Il secondo caso riguarda un 43enne di Catania. «È in carcere, appellante, per reati associati al 416 bis, attualmente ristretto nel centro clinico, reparto San Paolo, poiché affetto da una grave forma di discopatia lombare, cardiopatia ipertensiva e altro. Dal 22 luglio viene dichiarato dal tribunale di Catania incompatibile con il sistema detentivo, e gli sono stati concessi gli arresti domiciliari con il dispositivo del braccialetto elettronico che attualmente non è disponibile, impedendo l’attuazione del provvedimento. Contribuisce a rendere la situazione ancor più paradossale il fatto che il detenuto, dal marzo 2021 non riesce ad accedere ai luoghi in cui si effettua il passeggio a causa della sua ridotta motilità».

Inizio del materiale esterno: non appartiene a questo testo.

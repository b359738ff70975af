use std::{
    fs::File,
    io::BufReader,
    path::{Path, PathBuf},
};

use crate::{
    backend::{BackendKind, ReferenceModule},
    compile::assets::ImageMode,
    foundation::{
        core::RenderOptions,
        error::{RastreeError, RastreeResult},
    },
};

/// Orchestrator settings, usually loaded from a JSON file.
///
/// Relative paths are resolved against the config file's directory when loaded with
/// [`OrchestratorConfig::from_path`], and against the working directory otherwise.
#[derive(Clone, Debug, Default, PartialEq, serde::Serialize, serde::Deserialize)]
#[serde(rename_all = "camelCase", default)]
pub struct OrchestratorConfig {
    /// Backend variant.
    pub backend: BackendKind,
    /// Forces an image mode instead of the backend's preference.
    pub image_mode: Option<ImageMode>,
    /// Directory relative image sources are read from.
    pub asset_root: Option<PathBuf>,
    /// Font files loaded when the backend starts.
    pub fonts: Vec<PathBuf>,
    /// Images stored in the engine under fixed keys when the backend starts.
    pub persistent_images: Vec<PersistentImageConfig>,
    /// Default render options.
    pub options: RenderOptions,
    #[serde(skip)]
    base_dir: Option<PathBuf>,
}

/// A persistent image preload.
#[derive(Clone, Debug, PartialEq, serde::Serialize, serde::Deserialize)]
pub struct PersistentImageConfig {
    /// Key `img` elements refer to.
    pub src: String,
    /// Image file.
    pub path: PathBuf,
}

impl OrchestratorConfig {
    /// Parse a config from a JSON reader.
    pub fn from_reader<R: std::io::Read>(r: R) -> RastreeResult<Self> {
        let config: Self = serde_json::from_reader(r)
            .map_err(|e| RastreeError::validation(format!("parse orchestrator config JSON: {e}")))?;
        config.validate()?;
        Ok(config)
    }

    /// Parse a config from a JSON file on disk.
    pub fn from_path(path: impl AsRef<Path>) -> RastreeResult<Self> {
        let path = path.as_ref();
        let f = File::open(path).map_err(|e| {
            RastreeError::validation(format!("open orchestrator config '{}': {e}", path.display()))
        })?;
        let mut config = Self::from_reader(BufReader::new(f))?;
        config.base_dir = path.parent().map(Path::to_path_buf);
        Ok(config)
    }

    /// Check option invariants and preload declarations.
    pub fn validate(&self) -> RastreeResult<()> {
        self.options.validate()?;
        for image in &self.persistent_images {
            if image.src.is_empty() {
                return Err(RastreeError::validation(
                    "persistent image src must be non-empty",
                ));
            }
        }
        Ok(())
    }

    /// Resolve `path` against the config's base directory.
    pub fn resolve(&self, path: &Path) -> PathBuf {
        match &self.base_dir {
            Some(base) if path.is_relative() => base.join(path),
            _ => path.to_path_buf(),
        }
    }

    /// Asset root with the base directory applied; defaults to the base directory itself.
    pub fn resolved_asset_root(&self) -> PathBuf {
        match &self.asset_root {
            Some(root) => self.resolve(root),
            None => self.base_dir.clone().unwrap_or_else(|| PathBuf::from(".")),
        }
    }

    /// Engine module loader carrying this config's startup assets.
    pub fn module_loader(&self) -> ReferenceModule {
        let mut module = ReferenceModule::new();
        if self.image_mode == Some(ImageMode::Reference) {
            module = module.with_asset_root(self.resolved_asset_root());
        }
        for font in &self.fonts {
            module = module.with_font(self.resolve(font));
        }
        for image in &self.persistent_images {
            module = module.with_persistent_image(image.src.clone(), self.resolve(&image.path));
        }
        module
    }
}

#[cfg(test)]
#[path = "../../tests/unit/render/config.rs"]
mod tests;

Ciambriello, quindi, si è soffermato sull’assenza dei braccialetti elettronici, nonostante sia stata fatta una gara. «In questo anno di Covid diversi magistrati anche campani, si sono avvalsi dell’applicazione di questo strumento per gli arresti e per la detenzione domiciliare. Quest’inspiegabile ritardo, che tanto somiglia ad un “bluff”, finisce inevitabilmente per provocare un surplus di sofferenza che rappresenta una doppia pena per ristretti».